··· INFORMATION ···

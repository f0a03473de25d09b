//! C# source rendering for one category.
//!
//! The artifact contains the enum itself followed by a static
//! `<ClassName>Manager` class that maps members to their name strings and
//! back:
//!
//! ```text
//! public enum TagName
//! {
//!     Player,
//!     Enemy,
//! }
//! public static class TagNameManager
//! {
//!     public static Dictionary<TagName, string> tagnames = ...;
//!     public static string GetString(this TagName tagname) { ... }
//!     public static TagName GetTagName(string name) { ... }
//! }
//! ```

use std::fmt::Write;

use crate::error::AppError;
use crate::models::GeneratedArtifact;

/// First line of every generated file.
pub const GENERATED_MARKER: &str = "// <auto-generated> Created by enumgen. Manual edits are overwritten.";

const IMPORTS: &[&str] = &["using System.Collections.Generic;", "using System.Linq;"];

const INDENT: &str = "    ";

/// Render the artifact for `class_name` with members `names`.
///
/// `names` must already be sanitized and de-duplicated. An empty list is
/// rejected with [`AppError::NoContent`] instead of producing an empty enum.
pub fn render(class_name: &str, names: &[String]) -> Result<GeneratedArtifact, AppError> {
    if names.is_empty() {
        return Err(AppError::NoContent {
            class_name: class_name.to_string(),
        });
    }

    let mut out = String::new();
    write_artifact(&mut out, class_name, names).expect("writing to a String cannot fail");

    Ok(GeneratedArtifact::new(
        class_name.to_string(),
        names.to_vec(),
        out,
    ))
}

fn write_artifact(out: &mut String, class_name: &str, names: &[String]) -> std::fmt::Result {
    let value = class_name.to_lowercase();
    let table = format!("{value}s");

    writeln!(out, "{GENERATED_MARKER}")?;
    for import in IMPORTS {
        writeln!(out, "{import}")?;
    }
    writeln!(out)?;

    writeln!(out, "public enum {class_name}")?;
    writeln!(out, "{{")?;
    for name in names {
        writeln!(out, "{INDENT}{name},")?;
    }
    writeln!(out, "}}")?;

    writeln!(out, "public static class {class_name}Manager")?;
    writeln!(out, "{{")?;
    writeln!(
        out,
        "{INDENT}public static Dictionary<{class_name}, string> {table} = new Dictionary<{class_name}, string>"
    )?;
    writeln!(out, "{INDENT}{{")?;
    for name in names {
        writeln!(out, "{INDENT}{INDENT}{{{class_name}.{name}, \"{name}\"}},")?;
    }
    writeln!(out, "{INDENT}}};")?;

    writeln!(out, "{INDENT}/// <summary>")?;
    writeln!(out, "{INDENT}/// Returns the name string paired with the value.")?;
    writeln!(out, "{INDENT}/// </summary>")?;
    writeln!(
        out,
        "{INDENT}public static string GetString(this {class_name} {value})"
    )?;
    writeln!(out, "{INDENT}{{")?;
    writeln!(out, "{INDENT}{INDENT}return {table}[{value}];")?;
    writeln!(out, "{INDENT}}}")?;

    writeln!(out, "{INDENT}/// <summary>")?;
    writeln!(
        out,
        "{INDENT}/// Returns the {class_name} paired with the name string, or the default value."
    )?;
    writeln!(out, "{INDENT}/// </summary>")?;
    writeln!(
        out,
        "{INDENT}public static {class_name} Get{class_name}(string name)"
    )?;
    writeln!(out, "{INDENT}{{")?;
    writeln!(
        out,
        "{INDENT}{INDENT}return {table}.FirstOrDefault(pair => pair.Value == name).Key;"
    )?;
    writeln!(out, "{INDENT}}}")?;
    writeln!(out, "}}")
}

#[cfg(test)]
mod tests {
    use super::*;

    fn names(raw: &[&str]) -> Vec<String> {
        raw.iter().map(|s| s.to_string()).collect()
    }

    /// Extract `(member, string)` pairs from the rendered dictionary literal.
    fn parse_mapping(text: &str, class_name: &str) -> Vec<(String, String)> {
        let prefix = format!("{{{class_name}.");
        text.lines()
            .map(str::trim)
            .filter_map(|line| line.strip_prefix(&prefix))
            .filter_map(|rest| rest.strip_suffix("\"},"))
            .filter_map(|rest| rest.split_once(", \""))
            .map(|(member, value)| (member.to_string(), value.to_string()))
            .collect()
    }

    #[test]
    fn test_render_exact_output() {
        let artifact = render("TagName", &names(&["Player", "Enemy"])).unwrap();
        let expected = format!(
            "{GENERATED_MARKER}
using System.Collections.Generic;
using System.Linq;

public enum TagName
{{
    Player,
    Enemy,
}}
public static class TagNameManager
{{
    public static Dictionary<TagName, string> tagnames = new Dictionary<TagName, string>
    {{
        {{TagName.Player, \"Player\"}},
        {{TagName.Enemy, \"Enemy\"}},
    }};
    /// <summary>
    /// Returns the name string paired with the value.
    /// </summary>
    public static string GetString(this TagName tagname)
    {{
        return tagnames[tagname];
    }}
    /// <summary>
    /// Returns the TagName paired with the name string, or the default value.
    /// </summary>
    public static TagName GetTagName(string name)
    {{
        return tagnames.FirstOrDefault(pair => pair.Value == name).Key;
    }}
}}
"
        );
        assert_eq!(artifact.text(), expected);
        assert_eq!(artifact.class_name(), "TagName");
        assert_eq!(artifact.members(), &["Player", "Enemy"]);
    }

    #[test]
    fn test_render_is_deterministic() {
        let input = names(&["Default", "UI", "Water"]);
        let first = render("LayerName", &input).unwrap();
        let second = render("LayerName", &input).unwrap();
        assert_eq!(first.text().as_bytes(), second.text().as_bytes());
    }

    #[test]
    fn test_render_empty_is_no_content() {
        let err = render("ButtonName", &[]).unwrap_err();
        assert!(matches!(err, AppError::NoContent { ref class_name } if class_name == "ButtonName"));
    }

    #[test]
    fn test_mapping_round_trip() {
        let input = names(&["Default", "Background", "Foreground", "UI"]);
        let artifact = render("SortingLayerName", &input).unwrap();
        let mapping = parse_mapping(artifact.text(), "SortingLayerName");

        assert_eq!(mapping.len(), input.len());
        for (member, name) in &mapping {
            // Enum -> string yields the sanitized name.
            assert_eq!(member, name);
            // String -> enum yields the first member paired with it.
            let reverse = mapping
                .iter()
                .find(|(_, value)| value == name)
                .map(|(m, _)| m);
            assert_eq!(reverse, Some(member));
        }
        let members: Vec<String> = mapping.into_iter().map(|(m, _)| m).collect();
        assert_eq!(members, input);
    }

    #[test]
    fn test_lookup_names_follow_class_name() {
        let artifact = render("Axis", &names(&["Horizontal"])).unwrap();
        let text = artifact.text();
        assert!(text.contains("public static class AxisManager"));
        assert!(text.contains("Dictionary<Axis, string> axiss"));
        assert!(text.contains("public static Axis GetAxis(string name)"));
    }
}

···

AIM OF THE EXERCISE ▸
The whole listing above needs to be written out exactly.

EXERCISE RESULT ▸
repository f0a03473de25d09b
//! C# source rendering for one category.
//!
//! The artifact contains the enum itself followed by a static
//! `<ClassName>Manager` class that maps members to their name strings and
//! back:
//!
//! ```text
//! public enum TagName
//! {
//!     Player,
//!     Enemy,
//! }
//! public static class TagNameManager
//! {
//!     public static Dictionary<TagName, string> tagnames = ...;
//!     public static string GetString(this TagName tagname) { ... }
//!     public static TagName GetTagName(string name) { ... }
//! }
//! ```

use std::fmt::Write;

use crate::error::AppError;
use crate::models::GeneratedArtifact;

/// First line of every generated file.
pub const GENERATED_MARKER: &str = "// <auto-generated> Created by enumgen. Manual edits are overwritten.";

const IMPORTS: &[&str] = &["using System.Collections.Generic;", "using System.Linq;"];

const INDENT: &str = "    ";

/// Render the artifact for `class_name` with members `names`.
///
/// `names` must already be sanitized and de-duplicated. An empty list is
/// rejected with [`AppError::NoContent`] instead of producing an empty enum.
pub fn render(class_name: &str, names: &[String]) -> Result<GeneratedArtifact, AppError> {
    if names.is_empty() {
        return Err(AppError::NoContent {
            class_name: class_name.to_string(),
        });
    }

    let mut out = String::new();
    write_artifact(&mut out, class_name, names).expect("writing to a String cannot fail");

    Ok(GeneratedArtifact::new(
        class_name.to_string(),
        names.to_vec(),
        out,
    ))
}

fn write_artifact(out: &mut String, class_name: &str, names: &[String]) -> std::fmt::Result {
    let value = class_name.to_lowercase();
    let table = format!("{value}s");

    writeln!(out, "{GENERATED_MARKER}")?;
    for import in IMPORTS {
        writeln!(out, "{import}")?;
    }
    writeln!(out)?;

    writeln!(out, "public enum {class_name}")?;
    writeln!(out, "{{")?;
    for name in names {
        writeln!(out, "{INDENT}{name},")?;
    }
    writeln!(out, "}}")?;

    writeln!(out, "public static class {class_name}Manager")?;
    writeln!(out, "{{")?;
    writeln!(
        out,
        "{INDENT}public static Dictionary<{class_name}, string> {table} = new Dictionary<{class_name}, string>"
    )?;
    writeln!(out, "{INDENT}{{")?;
    for name in names {
        writeln!(out, "{INDENT}{INDENT}{{{class_name}.{name}, \"{name}\"}},")?;
    }
    writeln!(out, "{INDENT}}};")?;

    writeln!(out, "{INDENT}/// <summary>")?;
    writeln!(out, "{INDENT}/// Returns the name string paired with the value.")?;
    writeln!(out, "{INDENT}/// </summary>")?;
    writeln!(
        out,
        "{INDENT}public static string GetString(this {class_name} {value})"
    )?;
    writeln!(out, "{INDENT}{{")?;
    writeln!(out, "{INDENT}{INDENT}return {table}[{value}];")?;
    writeln!(out, "{INDENT}}}")?;

    writeln!(out, "{INDENT}/// <summary>")?;
    writeln!(
        out,
        "{INDENT}/// Returns the {class_name} paired with the name string, or the default value."
    )?;
    writeln!(out, "{INDENT}/// </summary>")?;
    writeln!(
        out,
        "{INDENT}public static {class_name} Get{class_name}(string name)"
    )?;
    writeln!(out, "{INDENT}{{")?;
    writeln!(
        out,
        "{INDENT}{INDENT}return {table}.FirstOrDefault(pair => pair.Value == name).Key;"
    )?;
    writeln!(out, "{INDENT}}}")?;
    writeln!(out, "}}")
}

#[cfg(test)]
mod tests {
    use super::*;

    fn names(raw: &[&str]) -> Vec<String> {
        raw.iter().map(|s| s.to_string()).collect()
    }

    /// Extract `(member, string)` pairs from the rendered dictionary literal.
    fn parse_mapping(text: &str, class_name: &str) -> Vec<(String, String)> {
        let prefix = format!("{{{class_name}.");
        text.lines()
            .map(str::trim)
            .filter_map(|line| line.strip_prefix(&prefix))
            .filter_map(|rest| rest.strip_suffix("\"},"))
            .filter_map(|rest| rest.split_once(", \""))
            .map(|(member, value)| (member.to_string(), value.to_string()))
            .collect()
    }

    #[test]
    fn test_render_exact_output() {
        let artifact = render("TagName", &names(&["Player", "Enemy"])).unwrap();
        let expected = format!(
            "{GENERATED_MARKER}
using System.Collections.Generic;
using System.Linq;

public enum TagName
{{
    Player,
    Enemy,
}}
public static class TagNameManager
{{
    public static Dictionary<TagName, string> tagnames = new Dictionary<TagName, string>
    {{
        {{TagName.Player, \"Player\"}},
        {{TagName.Enemy, \"Enemy\"}},
    }};
    /// <summary>
    /// Returns the name string paired with the value.
    /// </summary>
    public static string GetString(this TagName tagname)
    {{
        return tagnames[tagname];
    }}
    /// <summary>
    /// Returns the TagName paired with the name string, or the default value.
    /// </summary>
    public static TagName GetTagName(string name)
    {{
        return tagnames.FirstOrDefault(pair => pair.Value == name).Key;
    }}
}}
"
        );
        assert_eq!(artifact.text(), expected);
        assert_eq!(artifact.class_name(), "TagName");
        assert_eq!(artifact.members(), &["Player", "Enemy"]);
    }

    #[test]
    fn test_render_is_deterministic() {
        let input = names(&["Default", "UI", "Water"]);
        let first = render("LayerName", &input).unwrap();
        let second = render("LayerName", &input).unwrap();
        assert_eq!(first.text().as_bytes(), second.text().as_bytes());
    }

    #[test]
    fn test_render_empty_is_no_content() {
        let err = render("ButtonName", &[]).unwrap_err();
        assert!(matches!(err, AppError::NoContent { ref class_name } if class_name == "ButtonName"));
    }

    #[test]
    fn test_mapping_round_trip() {
        let input = names(&["Default", "Background", "Foreground", "UI"]);
        let artifact = render("SortingLayerName", &input).unwrap();
        let mapping = parse_mapping(artifact.text(), "SortingLayerName");

        assert_eq!(mapping.len(), input.len());
        for (member, name) in &mapping {
            // Enum -> string yields the sanitized name.
            assert_eq!(member, name);
            // String -> enum yields the first member paired with it.
            let reverse = mapping
                .iter()
                .find(|(_, value)| value == name)
                .map(|(m, _)| m);
            assert_eq!(reverse, Some(member));
        }
        let members: Vec<String> = mapping.into_iter().map(|(m, _)| m).collect();
        assert_eq!(members, input);
    }

    #[test]
    fn test_lookup_names_follow_class_name() {
        let artifact = render("Axis", &names(&["Horizontal"])).unwrap();
        let text = artifact.text();
        assert!(text.contains("public static class AxisManager"));
        assert!(text.contains("Dictionary<Axis, string> axiss"));
        assert!(text.contains("public static Axis GetAxis(string name)"));
    }
}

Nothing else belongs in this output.